Horror tends to move in phases as a genre, but the breaks between them aren’t as clear as they could be. There are a million subgenres that often cross over with each other and consistently influence the larger movements of the horror world. Modern horror films can often take notes from the pieces that came before them, creating a new subgenre in the form of retro horror.
Setting a film in a previous decade allows the visuals to add to the story. Some current horror movies realistically take place in an earlier era, while others evoke the feeling of the past. Either way, retro horror is among the most popular subgenres in the modern era.
The Black Phone
The one-two punch of Stranger Things and It kicked open the door for horror movies about kids in the 80s. There’s been a massive flood of comparable films. Some feel like ripoffs trying to cash in on a trend, but others innovate on the concept. Scott Derrickson’s The Black Phone is actually set in 1978, but it feels very reminiscent of films like It. Aesthetically, the film does a lot to capture both the safety and danger of the suburban 70s. The threat of kidnapping was rampant, but no one imagined horror around the corner of every street. The film follows a town that’s rocked with fear after multiple children go missing. The main character Finney finds himself trapped in the hands of a monstrous serial killer, with only the help of the killer’s former victims to escape. The Black Phone probably couldn’t have come out in the 70s, but it’s an incredible exercise in using that tumultuous era as a setting.

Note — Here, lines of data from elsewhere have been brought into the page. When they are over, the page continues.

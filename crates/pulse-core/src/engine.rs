//! # Pulse Engine
//!
//! Orchestrates one pulse computation:
//!
//! 1. Scale targets for signal velocity (copy of the config, never in place)
//! 2. Score entity health assuming `discovery`
//! 3. Classify the stage from that health
//! 4. If the stage is not `discovery`, re-score health against the classified
//!    stage's weights and targets and classify once more
//! 5. Rank actions, assess risk, forecast, render the extraction directive
//!
//! Step 4 is at most two passes, never more: it is two sequential calls, not
//! a fixpoint loop. If the second classification disagrees with the first,
//! the second wins and the disagreement is recorded in `rules_fired`.
//!
//! The computation is synchronous and infallible. Callers gather inputs and
//! substitute defaults for anything that failed to load before calling in.

use crate::actions::{RankedAction, rank_actions};
use crate::config::PulseConfig;
use crate::directive::{ExtractionDirective, render_extraction_directive};
use crate::health::{HealthMap, compute_health_map};
use crate::risk::{Forecast, RiskSummary, assess_risk, forecast};
use crate::stage::{GateContext, StageClassifier, StageInfo};
use crate::types::{BusinessDriver, EntityInventory, OpenQuestion, PulseStage};
use crate::velocity::{SignalVelocity, VelocityTrend};
use serde::{Deserialize, Serialize};
use std::borrow::Cow;

// =============================================================================
// INPUT / OUTPUT
// =============================================================================

/// Everything the engine reads for one project.
#[derive(Debug, Clone, Default, PartialEq, Serialize, Deserialize)]
pub struct PulseInput {
    /// Absent ids are filled in at the boundary.
    #[serde(default)]
    pub project_id: String,
    #[serde(default, alias = "entities")]
    pub entity_inventory: EntityInventory,
    #[serde(default)]
    pub open_questions: Vec<OpenQuestion>,
    #[serde(default)]
    pub business_drivers: Vec<BusinessDriver>,
    /// Recent signal velocity; `None` leaves targets unscaled.
    #[serde(default)]
    pub velocity: Option<SignalVelocity>,
}

impl PulseInput {
    /// Empty input for a project: every configured type resolves to missing.
    #[must_use]
    pub fn empty(project_id: impl Into<String>) -> Self {
        Self {
            project_id: project_id.into(),
            ..Self::default()
        }
    }
}

/// One pulse snapshot. Not mutated after it is returned.
#[derive(Debug, Clone, PartialEq, Serialize, Deserialize)]
pub struct ProjectPulse {
    pub stage: StageInfo,
    pub health: HealthMap,
    pub actions: Vec<RankedAction>,
    pub risks: RiskSummary,
    pub forecast: Forecast,
    pub extraction_directive: ExtractionDirective,
    pub config_version: String,
    #[serde(default)]
    pub velocity: Option<SignalVelocity>,
    /// One line per decision, in the order decisions were made.
    pub rules_fired: Vec<String>,
}

// =============================================================================
// ENGINE
// =============================================================================

/// Pure pulse computation over an immutable config.
#[derive(Debug, Clone, Default)]
pub struct PulseEngine {
    config: PulseConfig,
}

impl PulseEngine {
    #[must_use]
    pub fn new(config: PulseConfig) -> Self {
        Self { config }
    }

    #[must_use]
    pub fn config(&self) -> &PulseConfig {
        &self.config
    }

    /// Compute the pulse for one project.
    #[must_use]
    pub fn compute(&self, input: &PulseInput) -> ProjectPulse {
        let mut rules_fired = Vec::new();

        let config: Cow<'_, PulseConfig> = match input.velocity {
            Some(velocity) => {
                rules_fired.push(format!(
                    "velocity: {} ({} -> {} signals over {} days)",
                    velocity.trend, velocity.first_half, velocity.second_half, velocity.window_days
                ));
                match velocity.trend {
                    VelocityTrend::Steady => Cow::Borrowed(&self.config),
                    VelocityTrend::Accelerating | VelocityTrend::Stalling => {
                        tracing::debug!(trend = %velocity.trend, "scaling entity targets");
                        Cow::Owned(self.config.with_scaled_targets(velocity.trend))
                    }
                }
            }
            None => {
                rules_fired.push("velocity: steady (no signal data)".to_string());
                Cow::Borrowed(&self.config)
            }
        };

        let classifier = StageClassifier::new(&config.transition_gates);
        let classify = |health: &HealthMap| {
            classifier.classify(&GateContext {
                health,
                open_questions: &input.open_questions,
                business_drivers: &input.business_drivers,
            })
        };

        // Pass 1: discovery assumption.
        let health = compute_health_map(
            &input.entity_inventory,
            PulseStage::Discovery,
            &config,
            &mut rules_fired,
        );
        let mut stage = classify(&health);
        rules_fired.push(stage.summary());

        // Pass 2: re-score against the classified stage.
        let health = if stage.current == PulseStage::Discovery {
            health
        } else {
            let scored_for = stage.current;
            rules_fired.push(format!("recompute: health re-scored for {scored_for}"));
            let rescored =
                compute_health_map(&input.entity_inventory, scored_for, &config, &mut rules_fired);
            stage = classify(&rescored);
            if stage.current != scored_for {
                tracing::debug!(
                    project_id = %input.project_id,
                    first = %scored_for,
                    second = %stage.current,
                    "stage changed on second pass"
                );
                rules_fired.push(format!(
                    "stage: reclassified {scored_for} -> {} on second pass",
                    stage.current
                ));
            }
            rescored
        };

        let actions = rank_actions(
            &health,
            &stage,
            &input.open_questions,
            &config.action_templates,
        );
        rules_fired.push(match actions.first() {
            Some(top) => format!(
                "actions: {} ranked, top impact {:.1}",
                actions.len(),
                top.impact_score
            ),
            None => "actions: none".to_string(),
        });

        let risks = assess_risk(&health, &input.open_questions, &config.risk_weights);
        rules_fired.push(format!(
            "risk: score {:.1} ({} stale clusters, {} critical questions, {} single-source types)",
            risks.risk_score, risks.stale_clusters, risks.critical_questions, risks.single_source_types
        ));

        let forecast = forecast(&health, &stage);
        rules_fired.push(format!(
            "forecast: prototype {:.2}, spec {:.2}",
            forecast.prototype_readiness, forecast.spec_completeness
        ));

        let extraction_directive = render_extraction_directive(&health, stage.current);

        tracing::debug!(
            project_id = %input.project_id,
            stage = %stage.current,
            risk_score = risks.risk_score,
            actions = actions.len(),
            "pulse computed"
        );

        ProjectPulse {
            stage,
            health,
            actions,
            risks,
            forecast,
            extraction_directive,
            config_version: config.version.clone(),
            velocity: input.velocity,
            rules_fired,
        }
    }
}

// =============================================================================
// TESTS
// =============================================================================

David Robert Mitchell’s 2014 instant horror classic uses the 80s as more than an aesthetic decision. It uses the symbolism and meaning behind films of the era to tell its story by implication. The film follows Jay, who finds herself wrapped in the ongoing assault of a sexually transmitted monster. A victim can pass it on by sleeping with someone else, but it pursues its current target at a never-ending slow pace. The influence of John Carpenter and George Romero makes the film feel straight out of the 80s. It’s simple in its story, but in the way that a lot of long-lived franchises have made powerful. It Follows is about a lot of things, and its use of classic visual signifiers helps it get its many messages across.
Summer of 84
Roadkill Superstars, the filmmaking trio who directed this and Turbo Kid, were so reliant on nostalgia for their general aesthetic that they listed the specific year in the title. Set in yet another 80s suburb, the film depicts a group of teens trying to solve a series of gruesome murders. It’s a fascinating use of genre conventions. It’s slower than the average slasher, abusing the expectation of sleepy suburbs to lull the audience into a false sense of security. However, when it gets where it’s going, the payoff is immensely unnerving. The use of kids’ faces on milk cartons, deliberately outdated dialogue, and small town eerily reminiscent of one out of a Stephen King novel sell the setting well. RKSS clearly has a lot of interesting stuff ahead of them, and their understanding of the genre shines in this enjoyable summer horror experience.
Ouija: Origin of Evil
Mike Flanagan is one of the most interesting filmmakers in the world of horror. His films are across the board excellent, his series stand out among Netflix’s library, and every project he works on is immediately more interesting. His 2016 prequel to Stiles White’s 2014 film Ouija takes place in 1967 Los Angeles. The history of the titular spirit board begins long before that era, but the 60s was an era of unique happenings in the spiritual world. Origin of Evil is a period piece, using a lot of the musical cues and design aesthetics of the decade as beautiful set dressing. The film feels like a love letter to an era that doesn’t get a lot of representation in horror movies. The 70s, 80s, and early 2000s are all over modern horror, but Origin of Evil gets a lot out of its era.
Beyond the Black Rainbow
Panos Cosmatos really blew up with his second film Mandy, but his first feature is a bizarre sci-fi horror inspired by everything from John Carpenter to George Lucas. One could take apart almost every frame of the film to find the classic films that lent their touch to the concept. Rather than being set in the past, this mind-bending epic takes the past’s view of the future. Even in its theming, Black Rainbow evokes historical events and their impact on the future. Though it came out 12 years ago, fans should revisit Cosmatos’ first feature. It’s still one of the smartest sci-fi horror films of the modern era.